It was with Netguide, a glossy magazine that fancied itself the TV Guide of the Web. As if this medium could be distilled inside a glossy magazine.

I thought it was silly. I wrote, “The Internet isn’t a new medium. It’s an Extra Large.”

Today it’s more than that. It’s the only medium. By 2030, only those who have learned to extract a profit from this medium will still be in business. The rest will be the walking dead.

We got two tastes of this future over the last week. First came the Colbert-Talarico interview, seen by maybe 2 million on TV and 10 times that number on YouTube. Second was Netflix’ decision, taken just last night, to let Paramount have Warner Brothers Discovery.

It shocks me how, even at this late date, smart people still don’t understand what I said a generation ago. Obviously, Larry Ellison doesn’t. Neither do the people Washington calls “the media.” The same with liberal critics who are dead certain Netflix’ decision means we’ll only see fascist propaganda in the future.

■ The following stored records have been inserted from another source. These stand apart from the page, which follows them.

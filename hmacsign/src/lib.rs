//! Signing API requests with a shared secret.
//!
//! `hmacsign` re-exports [`hmacsign_core`] and the service signers behind
//! cargo features:
//!
//! - `azure`: Azure Communication Services HMAC-SHA256 signing
//!
//! ```no_run
//! # #[tokio::main]
//! # async fn main() -> hmacsign::Result<()> {
//! let signer = hmacsign::azure::default_signer();
//!
//! let req = http::Request::post(
//!     "https://my-resource.communication.azure.com/sms?api-version=2021-03-07",
//! )
//! .body(http_body_util::Full::new(bytes::Bytes::from_static(b"{}")))?;
//!
//! let req = signer.sign_request(req).await?;
//! # Ok(())
//! # }
//! ```
#![cfg_attr(docsrs, feature(doc_auto_cfg))]

pub use hmacsign_core::*;

mod context;
pub use context::default_context;

#[cfg(feature = "azure")]
pub mod azure;
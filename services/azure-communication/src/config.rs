use std::fmt::{Debug, Formatter};

use hmacsign_core::utils::Redact;
use hmacsign_core::{Context, Result};

use crate::connection_string;
use crate::constants::*;
use crate::Credential;

/// Config carries all the configuration for Azure Communication Services.
#[derive(Clone, Default)]
#[cfg_attr(test, derive(PartialEq))]
pub struct Config {
    /// `endpoint` will be loaded from
    ///
    /// - this field if it's `is_some`
    /// - env value: [`AZURE_COMMUNICATION_ENDPOINT`]
    /// - the `endpoint` field of the connection string
    pub endpoint: Option<String>,
    /// `access_key` will be loaded from
    ///
    /// - this field if it's `is_some`
    /// - env value: [`AZURE_COMMUNICATION_ACCESS_KEY`]
    /// - the `accesskey` field of the connection string
    pub access_key: Option<String>,
    /// `connection_string` will be loaded from
    ///
    /// - this field if it's `is_some`
    /// - env value: [`AZURE_COMMUNICATION_CONNECTION_STRING`]
    pub connection_string: Option<String>,
}

impl Debug for Config {
    fn fmt(&self, f: &mut Formatter<'_>) -> std::fmt::Result {
        f.debug_struct("Config")
            .field("endpoint", &self.endpoint)
            .field("access_key", &Redact::from(&self.access_key))
            .field("connection_string", &Redact::from(&self.connection_string))
            .finish()
    }
}

impl Config {
    /// Load config from env.
    ///
    /// Values already set on this config are kept.
    pub fn from_env(mut self, ctx: &Context) -> Self {
        if self.endpoint.is_none() {
            self.endpoint = ctx.env_var(AZURE_COMMUNICATION_ENDPOINT);
        }

        if self.access_key.is_none() {
            self.access_key = ctx.env_var(AZURE_COMMUNICATION_ACCESS_KEY);
        }

        if self.connection_string.is_none() {
            self.connection_string = ctx.env_var(AZURE_COMMUNICATION_CONNECTION_STRING);
        }

        self
    }

    /// Parses an Azure Communication Services connection string into a
    /// configuration object.
    ///
    /// An example of a connection string looks like:
    ///
    /// ```txt
    /// endpoint=https://my-resource.communication.azure.com/;accesskey=c2VjcmV0LWtleQ==
    /// ```
    pub fn try_from_connection_string(conn_str: &str) -> Result<Self> {
        connection_string::parse(conn_str)
    }

    /// Resolve the credential described by this config.
    ///
    /// An explicit access key wins over the one embedded in the connection
    /// string. Returns `Ok(None)` if neither is set.
    pub fn credential(&self) -> Result<Option<Credential>> {
        if let Some(access_key) = &self.access_key {
            return Ok(Some(Credential::with_access_key(access_key)));
        }

        let Some(conn_str) = &self.connection_string else {
            return Ok(None);
        };

        let parsed = connection_string::parse(conn_str)?;
        Ok(parsed
            .access_key
            .as_deref()
            .map(Credential::with_access_key))
    }

    /// Resolve the endpoint, falling back to the one embedded in the
    /// connection string.
    pub fn resolved_endpoint(&self) -> Result<Option<String>> {
        if self.endpoint.is_some() {
            return Ok(self.endpoint.clone());
        }

        match &self.connection_string {
            Some(conn_str) => Ok(connection_string::parse(conn_str)?.endpoint),
            None => Ok(None),
        }
    }
}
//! Time related utils.

use crate::{Error, Result};
use chrono::{NaiveDateTime, Utc};

/// DateTime is the alias for chrono::DateTime<Utc>.
pub type DateTime = chrono::DateTime<Utc>;

/// HTTP date format: "Mon, 02 Jan 2006 15:04:05 GMT"
const HTTP_DATE: &str = "%a, %d %b %Y %H:%M:%S GMT";

/// Create datetime of now.
pub fn now() -> DateTime {
    Utc::now()
}

/// Format time into http date: `Sun, 06 Nov 1994 08:49:37 GMT`
///
/// ## Note
///
/// HTTP date is slightly different from RFC2822.
///
/// - Timezone is fixed to GMT.
/// - Day must be 2 digit.
pub fn format_http_date(t: DateTime) -> String {
    t.format(HTTP_DATE).to_string()
}

/// Parse http date like `Sun, 06 Nov 1994 08:49:37 GMT`.
pub fn parse_http_date(s: &str) -> Result<DateTime> {
    let t = NaiveDateTime::parse_from_str(s, HTTP_DATE)
        .map_err(|e| Error::unexpected("failed to parse http date").with_source(e))?;
    Ok(t.and_utc())
}
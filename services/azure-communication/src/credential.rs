// Licensed to the Apache Software Foundation (ASF) under one
// or more contributor license agreements.  See the NOTICE file
// distributed with this work for additional information
// regarding copyright ownership.  The ASF licenses this file
// to you under the Apache License, Version 2.0 (the
// "License"); you may not use this file except in compliance
// with the License.  You may obtain a copy of the License at
//
//   http://www.apache.org/licenses/LICENSE-2.0
//
// Unless required by applicable law or agreed to in writing,
// software distributed under the License is distributed on an
// "AS IS" BASIS, WITHOUT WARRANTIES OR CONDITIONS OF ANY
// KIND, either express or implied.  See the License for the
// specific language governing permissions and limitations
// under the License.

use hmacsign_core::utils::Redact;
use hmacsign_core::SigningCredential;
use std::fmt::{Debug, Formatter};

/// Credential for Azure Communication Services HMAC authentication.
#[derive(Clone, Default)]
pub struct Credential {
    /// Base64 encoded access key of the communication resource.
    ///
    /// The key is decoded at signing time. An empty key decodes into a
    /// zero-length HMAC key, which is accepted.
    pub access_key: String,
}

impl Debug for Credential {
    fn fmt(&self, f: &mut Formatter<'_>) -> std::fmt::Result {
        f.debug_struct("Credential")
            .field("access_key", &Redact::from(&self.access_key))
            .finish()
    }
}

impl SigningCredential for Credential {
    /// Access keys never expire on the client side, so a loaded key stays
    /// valid until the resource rotates it.
    fn is_valid(&self) -> bool {
        true
    }
}

impl Credential {
    /// Create a new credential from a base64 encoded access key.
    pub fn with_access_key(access_key: &str) -> Self {
        Self {
            access_key: access_key.to_string(),
        }
    }
}
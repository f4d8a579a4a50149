// Licensed to the Apache Software Foundation (ASF) under one
// or more contributor license agreements.  See the NOTICE file
// distributed with this work for additional information
// regarding copyright ownership.  The ASF licenses this file
// to you under the Apache License, Version 2.0 (the
// "License"); you may not use this file except in compliance
// with the License.  You may obtain a copy of the License at
//
//   http://www.apache.org/licenses/LICENSE-2.0
//
// Unless required by applicable law or agreed to in writing,
// software distributed under the License is distributed on an
// "AS IS" BASIS, WITHOUT WARRANTIES OR CONDITIONS OF ANY
// KIND, either express or implied.  See the License for the
// specific language governing permissions and limitations
// under the License.

//! Hash related utils.

use crate::Error;
use base64::prelude::BASE64_STANDARD;
use base64::Engine;
use hmac::Hmac;
use hmac::Mac;
use sha2::Digest;
use sha2::Sha256;

/// Base64 encode
pub fn base64_encode(content: &[u8]) -> String {
    BASE64_STANDARD.encode(content)
}

/// Base64 decode
///
/// The empty string decodes into an empty vector.
pub fn base64_decode(content: &str) -> crate::Result<Vec<u8>> {
    BASE64_STANDARD
        .decode(content)
        .map_err(|e| Error::unexpected("base64 decode failed").with_source(e))
}

/// Base64 encoded SHA256 hash.
///
/// Use this function instead of `base64_encode(sha256(content))` can reduce
/// extra copy.
pub fn base64_sha256(content: &[u8]) -> String {
    base64_encode(Sha256::digest(content).as_slice())
}

/// Base64 encoded HMAC with SHA256 hash.
pub fn base64_hmac_sha256(key: &[u8], content: &[u8]) -> String {
    // SAFETY: HMAC's new_from_slice always returns Ok - it handles any key length
    let mut h = Hmac::<Sha256>::new_from_slice(key).unwrap();
    h.update(content);

    base64_encode(&h.finalize().into_bytes())
}

#[cfg(test)]
mod tests {
    use super::*;
    use pretty_assertions::assert_eq;
    use test_case::test_case;

    #[test_case(b"", "47DEQpj8HBSa+/TImW+5JCeuQeRkm5NMpJWZG3hSuFU="; "empty")]
    #[test_case(b"abc", "ungWv48Bz+pBQUDeXa4iI7ADYaOWF3qctBD/YfIAFa0="; "abc")]
    #[test_case(b"{\"hello\":\"world\"}", "k6I5cakU5erL8KjSUVTNownDwccvu5kU1Hxg88toFYg="; "json")]
    fn test_base64_sha256(input: &[u8], expected: &str) {
        assert_eq!(base64_sha256(input), expected);
    }

    #[test_case(b"", b"", "thNnmggU2ex3L5XXeMNfxf8Wl8STcVZTxscSFEKSxa0="; "empty key and message")]
    #[test_case(
        b"key",
        b"The quick brown fox jumps over the lazy dog",
        "97yD9DBThCSxMpjmqm+xQ+9NWaFJRhdZl0edvC0aPNg=";
        "rfc example"
    )]
    fn test_base64_hmac_sha256(key: &[u8], content: &[u8], expected: &str) {
        assert_eq!(base64_hmac_sha256(key, content), expected);
    }

    #[test]
    fn test_base64_decode() {
        assert_eq!(base64_decode("").unwrap(), Vec::<u8>::new());
        assert_eq!(base64_decode("c2VjcmV0LWtleQ==").unwrap(), b"secret-key");

        let err = base64_decode("not!base64").unwrap_err();
        assert_eq!(err.kind(), crate::ErrorKind::Unexpected);
    }
}
use hmacsign_core::{Context, OsEnv, SystemClock};

/// Create a context wired to the running process.
///
/// - Environment variables are read from the OS.
/// - Requests are stamped with the system clock.
pub fn default_context() -> Context {
    Context::new().with_env(OsEnv).with_clock(SystemClock)
}
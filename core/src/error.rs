use std::fmt;
use thiserror::Error;

/// Error returned while loading credentials or signing a request.
///
/// The message is meant for humans, match on [`Error::kind`] instead.
#[derive(Error, Debug)]
#[error("{kind}: {message}")]
pub struct Error {
    kind: ErrorKind,
    message: String,
    #[source]
    source: Option<anyhow::Error>,
}

/// What went wrong.
#[derive(Debug, Clone, Copy, PartialEq, Eq)]
pub enum ErrorKind {
    /// No provider produced an access key.
    CredentialMissing,
    /// The access key can't be used as an HMAC key, for example it is not base64.
    CredentialInvalid,
    /// The request lacks something the signature covers, or a signed header
    /// can't be represented.
    RequestInvalid,
    /// The body could not be drained under [`crate::body::BodyReadPolicy::Strict`].
    BodyUnreadable,
    /// Connection string or config values are malformed.
    ConfigInvalid,
    /// Anything else.
    Unexpected,
}

impl fmt::Display for ErrorKind {
    fn fmt(&self, f: &mut fmt::Formatter<'_>) -> fmt::Result {
        let s = match self {
            ErrorKind::CredentialMissing => "credential missing",
            ErrorKind::CredentialInvalid => "credential invalid",
            ErrorKind::RequestInvalid => "request invalid",
            ErrorKind::BodyUnreadable => "body unreadable",
            ErrorKind::ConfigInvalid => "config invalid",
            ErrorKind::Unexpected => "unexpected",
        };
        f.write_str(s)
    }
}

impl Error {
    /// Create a new error of `kind`.
    pub fn new(kind: ErrorKind, message: impl Into<String>) -> Self {
        Self {
            kind,
            message: message.into(),
            source: None,
        }
    }

    /// Attach the underlying cause.
    pub fn with_source(mut self, source: impl Into<anyhow::Error>) -> Self {
        self.source = Some(source.into());
        self
    }

    /// Kind of this error.
    pub fn kind(&self) -> ErrorKind {
        self.kind
    }

    /// Message without the kind prefix.
    pub fn message(&self) -> &str {
        &self.message
    }

    /// Whether retrying with another access key could help.
    pub fn is_credential_error(&self) -> bool {
        matches!(
            self.kind,
            ErrorKind::CredentialMissing | ErrorKind::CredentialInvalid
        )
    }

    /// See [`ErrorKind::CredentialMissing`].
    pub fn credential_missing(message: impl Into<String>) -> Self {
        Self::new(ErrorKind::CredentialMissing, message)
    }

    /// See [`ErrorKind::CredentialInvalid`].
    pub fn credential_invalid(message: impl Into<String>) -> Self {
        Self::new(ErrorKind::CredentialInvalid, message)
    }

    /// See [`ErrorKind::RequestInvalid`].
    pub fn request_invalid(message: impl Into<String>) -> Self {
        Self::new(ErrorKind::RequestInvalid, message)
    }

    /// See [`ErrorKind::BodyUnreadable`].
    pub fn body_unreadable(message: impl Into<String>) -> Self {
        Self::new(ErrorKind::BodyUnreadable, message)
    }

    /// See [`ErrorKind::ConfigInvalid`].
    pub fn config_invalid(message: impl Into<String>) -> Self {
        Self::new(ErrorKind::ConfigInvalid, message)
    }

    /// See [`ErrorKind::Unexpected`].
    pub fn unexpected(message: impl Into<String>) -> Self {
        Self::new(ErrorKind::Unexpected, message)
    }
}

/// Result with [`Error`].
pub type Result<T> = std::result::Result<T, Error>;

// Building a request or a signed header value fails the same way: the value
// can't go on the wire.
impl From<http::Error> for Error {
    fn from(err: http::Error) -> Self {
        Self::request_invalid("failed to build request").with_source(err)
    }
}

impl From<http::header::InvalidHeaderValue> for Error {
    fn from(err: http::header::InvalidHeaderValue) -> Self {
        Self::request_invalid("signed header value is not valid").with_source(err)
    }
}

Here I’m reminded of another old story, that of Enron. They made bank with rigged “markets” in natural gas and electricity, then thought they could do the same with Internet bandwidth. Wide Division Multiplexing guaranteed they couldn’t. By the time they realized their mistake they were dead.

That’s what Ellison has now walked into.

What was called Atlanta’s “monopoly” newspaper when I moved here in the early 1980s closed this year. Broadcast TV is dead. Anyone with one of those square antennas knows it’s only fit for pre-school kids, for the bed-ridden elderly, and for religious fanatics. Cable is rapidly becoming the same wasteland.

Ellison’s End

Ellison and his idiot son David think they can force crap down the throats of Americans. Forget the “news division.” The tell is in the programming Paramount’s now putting on. FBI? CIA? Sheriff f’n Country? Taylor Sheridan’s audience is limited, and it’s already becoming saturated.

Substack and YouTube are where it’s at. You don’t need a big budget for streaming. With AI, you can do it in your dining room. Just as I’m writing, publishing, and distributing this in my dining room.

Do we yet have any Clue as to what this means? The gatekeepers, the suits who once decided what people watched, are all gone. The new moguls are those who can create what the Internet considers great content. We talk endlessly about “the algorithm” but that’s just a validation. It’s like we’re pretending Nielsen is the network. It’s the measuring stick.

What Netflix just did was tell Ellison to open his mouth and swallow a dump truck load of fecal matter. Netflix can replicate everything that now exists on cable TV. What began as a channel, then became a network, is now the whole service. They can build dozens of new, AI-equipped studios for a fraction of what Paramount is paying here.

Oh, and CNN was never part of the deal for Netflix. Netflix didn’t bid on it. They didn’t want any of the cable assets. Cable was always going to be spun off. Paramount is now stuck with it.

The Same Problem

We’re still left with the same problem I saw coming when I was at Northwestern in 1978. Content does not exist in a vacuum. It needs a business model that can separate those who make stuff from those who market it. Someone needs to handle the back end, the money, the promotion, the production costs. AI can no more do creative accounting than ask creative questions.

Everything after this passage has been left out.